Assignment: The lines you return must be all those in the data that hold the string "this".

....................

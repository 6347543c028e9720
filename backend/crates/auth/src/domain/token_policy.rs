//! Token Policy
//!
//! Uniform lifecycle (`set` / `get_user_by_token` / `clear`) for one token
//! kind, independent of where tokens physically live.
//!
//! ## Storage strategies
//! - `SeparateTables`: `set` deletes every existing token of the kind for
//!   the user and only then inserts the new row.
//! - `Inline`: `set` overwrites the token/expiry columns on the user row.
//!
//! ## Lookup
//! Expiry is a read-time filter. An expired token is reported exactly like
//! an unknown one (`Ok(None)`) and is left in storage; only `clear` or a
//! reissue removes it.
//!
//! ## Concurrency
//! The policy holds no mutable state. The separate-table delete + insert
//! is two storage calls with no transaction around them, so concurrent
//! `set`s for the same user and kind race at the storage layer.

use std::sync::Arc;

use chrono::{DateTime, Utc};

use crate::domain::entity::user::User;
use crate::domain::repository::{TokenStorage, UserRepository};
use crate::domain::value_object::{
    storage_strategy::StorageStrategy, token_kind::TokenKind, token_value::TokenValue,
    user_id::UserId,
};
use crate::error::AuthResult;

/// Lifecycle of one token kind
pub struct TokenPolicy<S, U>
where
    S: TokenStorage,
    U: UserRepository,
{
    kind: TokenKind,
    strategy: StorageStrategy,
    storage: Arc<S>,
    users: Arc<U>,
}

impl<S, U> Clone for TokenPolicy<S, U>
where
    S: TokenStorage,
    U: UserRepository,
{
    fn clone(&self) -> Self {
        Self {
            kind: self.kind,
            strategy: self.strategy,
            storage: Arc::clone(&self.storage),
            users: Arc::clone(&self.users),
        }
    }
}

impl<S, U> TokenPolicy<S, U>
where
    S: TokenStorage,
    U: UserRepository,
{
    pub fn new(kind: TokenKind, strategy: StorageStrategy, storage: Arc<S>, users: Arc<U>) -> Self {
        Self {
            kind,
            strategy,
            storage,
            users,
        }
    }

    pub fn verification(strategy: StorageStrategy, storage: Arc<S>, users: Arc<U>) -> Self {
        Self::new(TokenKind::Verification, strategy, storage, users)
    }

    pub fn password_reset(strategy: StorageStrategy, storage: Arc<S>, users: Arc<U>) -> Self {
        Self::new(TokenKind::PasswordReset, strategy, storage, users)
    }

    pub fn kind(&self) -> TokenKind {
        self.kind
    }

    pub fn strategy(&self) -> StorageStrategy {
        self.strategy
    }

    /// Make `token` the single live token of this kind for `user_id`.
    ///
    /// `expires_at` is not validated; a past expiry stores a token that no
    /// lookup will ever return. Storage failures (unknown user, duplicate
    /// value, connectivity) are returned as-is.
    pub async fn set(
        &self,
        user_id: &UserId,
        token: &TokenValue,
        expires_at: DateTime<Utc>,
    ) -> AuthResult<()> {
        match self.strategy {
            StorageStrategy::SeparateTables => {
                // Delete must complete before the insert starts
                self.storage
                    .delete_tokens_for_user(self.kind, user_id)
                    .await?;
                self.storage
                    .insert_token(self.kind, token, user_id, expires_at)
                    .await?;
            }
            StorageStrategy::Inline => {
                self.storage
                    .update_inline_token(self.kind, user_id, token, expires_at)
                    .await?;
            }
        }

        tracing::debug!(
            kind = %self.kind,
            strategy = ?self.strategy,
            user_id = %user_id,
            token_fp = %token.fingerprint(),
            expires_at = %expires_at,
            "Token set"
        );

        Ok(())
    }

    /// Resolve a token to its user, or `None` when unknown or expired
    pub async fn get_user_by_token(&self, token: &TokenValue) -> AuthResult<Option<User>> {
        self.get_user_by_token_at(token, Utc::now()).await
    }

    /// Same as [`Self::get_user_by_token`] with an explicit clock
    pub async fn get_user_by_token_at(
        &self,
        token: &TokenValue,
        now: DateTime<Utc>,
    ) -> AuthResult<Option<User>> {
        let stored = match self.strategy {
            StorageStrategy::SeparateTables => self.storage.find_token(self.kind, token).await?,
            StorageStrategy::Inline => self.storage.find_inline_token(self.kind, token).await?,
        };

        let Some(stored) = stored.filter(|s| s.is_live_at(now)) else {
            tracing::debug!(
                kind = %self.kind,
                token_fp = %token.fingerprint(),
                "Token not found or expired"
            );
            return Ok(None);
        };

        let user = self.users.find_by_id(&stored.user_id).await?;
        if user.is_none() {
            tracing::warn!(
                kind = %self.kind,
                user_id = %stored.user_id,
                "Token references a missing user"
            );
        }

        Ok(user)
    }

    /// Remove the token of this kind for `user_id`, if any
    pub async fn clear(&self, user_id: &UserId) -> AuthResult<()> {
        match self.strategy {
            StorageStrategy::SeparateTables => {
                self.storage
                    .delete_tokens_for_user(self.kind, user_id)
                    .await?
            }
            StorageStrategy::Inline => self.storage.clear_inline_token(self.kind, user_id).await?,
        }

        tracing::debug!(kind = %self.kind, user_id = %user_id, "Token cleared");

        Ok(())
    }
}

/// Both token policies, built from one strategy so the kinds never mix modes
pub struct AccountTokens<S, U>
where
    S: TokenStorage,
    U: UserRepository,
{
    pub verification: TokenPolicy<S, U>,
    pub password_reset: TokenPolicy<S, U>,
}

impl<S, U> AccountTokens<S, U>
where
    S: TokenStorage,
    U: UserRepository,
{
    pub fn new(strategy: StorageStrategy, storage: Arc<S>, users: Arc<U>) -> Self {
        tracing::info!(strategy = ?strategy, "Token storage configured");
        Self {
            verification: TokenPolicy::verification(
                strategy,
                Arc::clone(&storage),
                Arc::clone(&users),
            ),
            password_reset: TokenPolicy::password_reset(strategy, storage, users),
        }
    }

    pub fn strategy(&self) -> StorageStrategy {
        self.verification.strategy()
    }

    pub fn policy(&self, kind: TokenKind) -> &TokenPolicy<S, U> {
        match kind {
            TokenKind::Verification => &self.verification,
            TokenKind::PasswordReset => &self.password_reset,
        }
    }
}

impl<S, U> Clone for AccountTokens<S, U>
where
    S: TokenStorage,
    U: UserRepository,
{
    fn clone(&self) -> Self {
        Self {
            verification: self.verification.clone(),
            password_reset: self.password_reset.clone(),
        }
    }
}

....................

Written response:
    /// Make `token` the single live token of this kind for `user_id`.
    /// Remove the token of this kind for `user_id`, if any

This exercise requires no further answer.